* Problem description *
Count how many lines in the entries below hold the string "queued", and respond with that number only.

* Data extract *
────

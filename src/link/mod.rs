//! # Vehicle Link
//!
//! Connection handling towards the autopilot.
//!
//! - [`codec`] splits bytes into frames and serializes outbound messages
//! - [`transport`] abstracts one open MAVLink session
//! - [`supervisor`] keeps a session alive and feeds the classifier
//! - [`LinkHandle`] is the send path shared by the supervisor and the relay
//!
//! Only one session exists at a time. Each live session has a writer task
//! draining a bounded queue of message batches; [`LinkHandle`] only ever
//! enqueues, so callers never wait on the transport. Messages sent while no
//! session is attached, or while its queue is full, are dropped.

pub mod codec;
pub mod supervisor;
pub mod transport;

use std::sync::Arc;

use parking_lot::Mutex;
use tokio::sync::mpsc::{self, error::TrySendError};
use tokio::task::JoinHandle;
use tracing::{debug, warn};

use crate::protocol::dialect::MavMessage;
use mavlink::Message;

pub use supervisor::Supervisor;
pub use transport::{Connector, Endpoint, Link, MavlinkConnector, MavlinkLink};

/// Batches queued towards the writer of one session
pub const OUTBOX_QUEUE: usize = 64;

/// Sending side of a session's outbound queue
pub type Outbox = mpsc::Sender<Vec<MavMessage>>;

/// Shared send path to the current session
///
/// A sequence passed to [`LinkHandle::send_all`] is queued as one batch and
/// reaches the transport without interleaving with other senders.
#[derive(Clone, Default)]
pub struct LinkHandle {
    outbox: Arc<Mutex<Option<Outbox>>>,
}

impl std::fmt::Debug for LinkHandle {
    fn fmt(&self, f: &mut std::fmt::Formatter<'_>) -> std::fmt::Result {
        f.debug_struct("LinkHandle")
            .field("attached", &self.is_attached())
            .finish()
    }
}

impl LinkHandle {
    pub fn new() -> Self {
        Self::default()
    }

    /// Route sends to the queue of the current session
    pub fn attach(&self, outbox: Outbox) {
        *self.outbox.lock() = Some(outbox);
    }

    /// Drop the current session
    pub fn detach(&self) {
        *self.outbox.lock() = None;
    }

    pub fn is_attached(&self) -> bool {
        self.outbox.lock().as_ref().is_some_and(|outbox| !outbox.is_closed())
    }

    /// Queue one message
    ///
    /// # Returns
    ///
    /// * `bool` - `true` if the message was queued
    pub fn send(&self, message: &MavMessage) -> bool {
        self.send_all(std::slice::from_ref(message))
    }

    /// Queue messages as one batch
    ///
    /// Never waits: a full queue drops the batch.
    ///
    /// # Returns
    ///
    /// * `bool` - `true` if the batch was queued
    pub fn send_all(&self, messages: &[MavMessage]) -> bool {
        let outbox = self.outbox.lock();
        let Some(outbox) = outbox.as_ref() else {
            if !messages.is_empty() {
                debug!("No session, dropping {} outbound message(s)", messages.len());
            }
            return false;
        };

        if messages.is_empty() {
            return true;
        }

        match outbox.try_send(messages.to_vec()) {
            Ok(()) => true,
            Err(TrySendError::Full(batch)) => {
                warn!("Outbound queue full, dropping {} message(s)", batch.len());
                false
            }
            Err(TrySendError::Closed(batch)) => {
                debug!("Session writer stopped, dropping {} message(s)", batch.len());
                false
            }
        }
    }
}

/// Start the writer task of a session
///
/// Batches are written in order. A failed write drops the rest of its
/// batch. The task ends when every [`Outbox`] clone is dropped.
///
/// # Returns
///
/// * `(Outbox, JoinHandle<()>)` - Queue to attach and the writer task
pub fn spawn_writer(link: Arc<dyn Link>) -> (Outbox, JoinHandle<()>) {
    let (tx, mut rx) = mpsc::channel::<Vec<MavMessage>>(OUTBOX_QUEUE);

    let task = tokio::spawn(async move {
        while let Some(batch) = rx.recv().await {
            for message in &batch {
                if let Err(e) = link.send(message).await {
                    warn!("Failed to send {}: {}", message.message_name(), e);
                    break;
                }
            }
        }
        debug!("Writer stopped");
    });

    (tx, task)
}

/// Outbound queue without a transport behind it, collecting what was sent
#[cfg(test)]
pub(crate) struct Capture {
    queue: Mutex<mpsc::Receiver<Vec<MavMessage>>>,
    sent: Mutex<Vec<MavMessage>>,
}

#[cfg(test)]
impl Capture {
    /// Every message queued so far
    pub(crate) fn sent(&self) -> Vec<MavMessage> {
        let mut queue = self.queue.lock();
        let mut sent = self.sent.lock();
        while let Ok(batch) = queue.try_recv() {
            sent.extend(batch);
        }
        sent.clone()
    }
}

#[cfg(test)]
pub(crate) fn capture() -> (Outbox, Capture) {
    let (tx, rx) = mpsc::channel(OUTBOX_QUEUE);
    let capture = Capture {
        queue: Mutex::new(rx),
        sent: Mutex::new(Vec::new()),
    };
    (tx, capture)
}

────

* Task result *
5